Van 12 tot en met 28 juni is Bakoe gastheer voor de eerste editie van de Europese Spelen, een zoveelste poging om Azerbeidzjan op de sportkaart te zetten en het semi-autoritaire regime te legitimeren.

Azerbeidzjan en sport, een atypische combinatie? Toch niet. Sinds de onafhankelijkheid in 1991 won de Republiek Azerbeidzjan, die op de Olympische Spelen in Atlanta (1996) voor het eerst onder eigen vlag deelnam, 24 olympische medailles. Drie jaar geleden, in Londen, verbaasde de kleine delegatie (53 atleten) de sportwereld toen ze met tien medailles naar hoofdstad Bakoe terugkeerde. Twee keer goud, twee keer zilver en zes bronzen plakken, behaald in drie sporten (gewichtheffen, worstelen en boksen).

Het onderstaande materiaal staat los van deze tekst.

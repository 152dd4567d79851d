#![forbid(unsafe_code)]
// Allow pedantic lints for early-stage API ergonomics.
#![allow(clippy::doc_markdown)]
#![allow(clippy::nursery)]
#![allow(clippy::pedantic)]

//! # Tabletop
//!
//! An observable state store for data tables.
//!
//! A [`TableStore`] holds the full dataset, the filtered view, the current
//! page window, the selection, and a single-slot undo snapshot. Views
//! subscribe for state changes and call the operation set in response to
//! user gestures:
//!
//! - **paging** — [`TableStore::goto_page`], [`TableStore::set_page_size`]
//! - **filtering** — [`TableStore::filter_data`] (case-sensitive substring)
//! - **page sorting** — [`TableStore::sort_page_items`] (visible page only)
//! - **selection** — [`TableStore::select_rows`],
//!   [`TableStore::toggle_selected_row`],
//!   [`TableStore::toggle_selected_all_rows`]
//! - **undoable deletes** — [`TableStore::delete`],
//!   [`TableStore::delete_all`], [`TableStore::undo_action`]
//!
//! Stores are plain values; create as many independent tables as needed.
//! All edge cases (paging past the end, filtering an empty table, undoing
//! with nothing pending) are absorbed by clamping or no-ops — no operation
//! fails once its arguments typecheck.

pub mod row;
pub mod state;
pub mod store;

pub use row::{Row, RowId, SortDirection, SortValue};
pub use state::{ActionKind, PageSize, PendingAction, StateUpdate, TableState};
pub use store::{SubscriptionId, TableStore};

#[cfg(test)]
pub(crate) mod test_fixtures {
    use crate::row::{Row, SortValue};

    /// Simple row used across the unit tests.
    #[derive(Debug, Clone, PartialEq)]
    pub struct Task {
        pub id: String,
        pub title: String,
        pub priority: u32,
    }

    impl Task {
        pub fn new(id: usize, title: &str, priority: u32) -> Self {
            Self {
                id: id.to_string(),
                title: title.to_string(),
                priority,
            }
        }

        pub fn titled(id: usize, title: &str) -> Self {
            Self::new(id, title, 0)
        }
    }

    impl Row for Task {
        fn id(&self) -> &str {
            &self.id
        }

        fn filter_value(&self) -> &str {
            &self.title
        }

        fn sort_value(&self, field: &str) -> Option<SortValue> {
            match field {
                "id" => Some(SortValue::Text(self.id.clone())),
                "title" => Some(SortValue::Text(self.title.clone())),
                "priority" => Some(SortValue::Number(f64::from(self.priority))),
                _ => None,
            }
        }
    }

    /// Rows with ids `0..n` and titles `task 00`, `task 01`, ...
    pub fn numbered(n: usize) -> Vec<Task> {
        (0..n)
            .map(|i| Task::new(i, &format!("task {i:02}"), (i % 5) as u32))
            .collect()
    }

    /// Identifier list of a row slice, for order-sensitive assertions.
    pub fn ids(rows: &[Task]) -> Vec<String> {
        rows.iter().map(|row| row.id.clone()).collect()
    }
}
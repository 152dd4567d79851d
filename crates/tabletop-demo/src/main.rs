//! End-to-end showcase: fetch rows, load a table store, walk it through its
//! operations, and print each page as it changes.

use anyhow::Result;
use clap::Parser;
use sideboard::{DataSource, Todo};
use tabletop::{PageSize, SortDirection, TableState, TableStore};
use tracing::debug;
use tracing_subscriber::EnvFilter;

/// Walk a tabletop store through a scripted tour of its operations.
#[derive(Debug, Parser)]
#[command(name = "tabletop-demo", version, about)]
struct Cli {
    /// Remote JSON document to load rows from.
    #[arg(long, env = "TABLETOP_DATA_URL")]
    url: Option<String>,

    /// Rows per page (one of 10, 25, 50, 100).
    #[arg(long, default_value = "10", value_parser = parse_page_size)]
    page_size: PageSize,

    /// Substring filter applied to row titles after loading.
    #[arg(long)]
    filter: Option<String>,
}

fn parse_page_size(s: &str) -> Result<PageSize, String> {
    let n: usize = s.parse().map_err(|_| format!("invalid page size: {s}"))?;
    PageSize::from_usize(n).ok_or_else(|| format!("unsupported page size: {n}"))
}

fn print_page(state: &TableState<Todo>) {
    println!(
        "page {}/{} · rows {}..{} of {} · {} selected",
        state.current_page + 1,
        state.last_page + 1,
        state.page_start,
        state.page_end,
        state.items.len(),
        state.selected_rows.len()
    );
    for row in &state.page_items {
        let marker = if state.selected_rows.iter().any(|s| s == &row.id) {
            '*'
        } else {
            ' '
        };
        let done = if row.completed { 'x' } else { ' ' };
        println!("  {marker}[{done}] {:>4}  {}", row.id, row.title);
    }
}

#[tokio::main]
async fn main() -> Result<()> {
    tracing_subscriber::fmt()
        .with_env_filter(
            EnvFilter::try_from_default_env().unwrap_or_else(|_| EnvFilter::new("info")),
        )
        .init();

    let cli = Cli::parse();
    let source = match cli.url {
        Some(url) => DataSource::with_url(url),
        None => DataSource::new(),
    };

    let rows = source.fetch_data().await;
    if rows.is_empty() {
        println!("no rows loaded from {}", source.url());
        return Ok(());
    }
    println!("loaded {} rows from {}", rows.len(), source.url());

    let store = TableStore::new();
    let changes = store.subscribe(|state| {
        debug!(
            page = state.current_page,
            items = state.items.len(),
            selected = state.selected_rows.len(),
            "state changed"
        );
    });

    store.init(rows, Some(cli.page_size), None);

    if let Some(query) = cli.filter.as_deref() {
        store.filter_data(query);
        println!("\nfilter {query:?}:");
    }
    print_page(&store.snapshot());

    let last = store.snapshot().last_page;
    store.goto_page(last);
    println!("\nlast page:");
    print_page(&store.snapshot());

    store.goto_page(0);
    store.sort_page_items("title", SortDirection::Ascending);
    println!("\nfirst page, sorted by title:");
    print_page(&store.snapshot());

    store.toggle_selected_all_rows();
    println!("\nselect every row on the page:");
    print_page(&store.snapshot());

    store.delete();
    println!("\ndelete the selection:");
    print_page(&store.snapshot());

    store.undo_action();
    println!("\nundo the delete:");
    print_page(&store.snapshot());

    store.unsubscribe(changes);
    Ok(())
}
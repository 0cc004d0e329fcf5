use anyhow::Result;
use clap::Parser;
use restock_watcher::browser::BrowserSession;
use restock_watcher::notifiers::{LogNotifier, Notifier, TelegramNotifier};
use restock_watcher::probe::ChromeStockProbe;
use restock_watcher::store::{ItemStore, JsonFileStore};
use restock_watcher::web::{self, AppState};
use restock_watcher::{AppConfig, PollController, PollScheduler};
use std::sync::Arc;
use tracing::{info, warn};

#[derive(Parser, Debug)]
#[command(
    name = "restock-watcher",
    version,
    about = "Watches size-level stock on dynamic product pages"
)]
struct Args {
    /// Run a single poll cycle and exit instead of starting the daemon
    #[arg(long)]
    check_once: bool,
}

#[tokio::main]
async fn main() -> Result<()> {
    dotenvy::dotenv().ok();
    let args = Args::parse();

    let (writer, _log_guard) = tracing_appender::non_blocking(std::io::stdout());
    tracing_subscriber::fmt()
        .with_env_filter(
            tracing_subscriber::EnvFilter::from_default_env()
                .add_directive("restock_watcher=info".parse()?),
        )
        .with_writer(writer)
        .init();

    info!("Starting restock-watcher...");

    let config = AppConfig::from_env()?;

    let session = Arc::new(BrowserSession::launch(&config.browser)?);
    let store: Arc<dyn ItemStore> = Arc::new(JsonFileStore::new(&config.store.path));

    let telegram = &config.notifications.telegram;
    let notifier: Arc<dyn Notifier> = match (telegram.bot_token.clone(), telegram.chat_id.clone())
    {
        (Some(bot_token), Some(chat_id)) => {
            info!("Telegram notifications enabled");
            Arc::new(TelegramNotifier::new(
                telegram.api_base.clone(),
                bot_token,
                chat_id,
            ))
        }
        _ => {
            warn!("Telegram credentials not configured, alerts will only be logged");
            Arc::new(LogNotifier)
        }
    };

    let items = store.load().await?;
    info!("Loaded {} tracked item(s) from {}", items.len(), config.store.path);

    let probe = Arc::new(ChromeStockProbe::new(
        Arc::clone(&session),
        config.probe.clone(),
    ));
    let controller = Arc::new(PollController::new(items, store, notifier, probe));

    if args.check_once {
        info!("Running a single poll cycle");
        controller.run_cycle().await;
        return Ok(());
    }

    let mut scheduler =
        PollScheduler::new(Arc::clone(&controller), config.scheduler.clone()).await?;
    scheduler.start().await?;

    web::serve(AppState {
        controller: Arc::clone(&controller),
        config,
    })
    .await?;

    scheduler.shutdown().await?;
    drop(controller);
    drop(session);
    info!("Shutting down...");

    Ok(())
}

“Een fantastisch succes voor een land dat amper 21 jaar onafhankelijk is. In die korte periode hebben we als klein land (9,6 miljoen inwoners, nvdr) onwaarschijnlijk veel gerealiseerd”, orakelde Ilham Aliyev, toen (en nog altijd) voorzitter van het nationaal olympisch comité, die in 2003 zijn vader Heydar als president van de republiek opvolgde en het Land van Vuur via de sport op de kaart wil zetten.

Dat lijkt te lukken. Vorig jaar, toen Atlético Madrid zijn tiende titel in de Primera División pakte en zich verrassend voor de finale van de Champions League plaatste, gebeurde dat in de klassieke wit-rood gestreepte shirts, met daarop de slogan Azerbaijan: Land of Fire. Kostprijs: 12 miljoen euro voor anderhalf seizoen, maar slechts een fractie van het bedrag dat het Eurosongfestival in 2012 (70 miljoen euro) aan de hoofdstad kostte.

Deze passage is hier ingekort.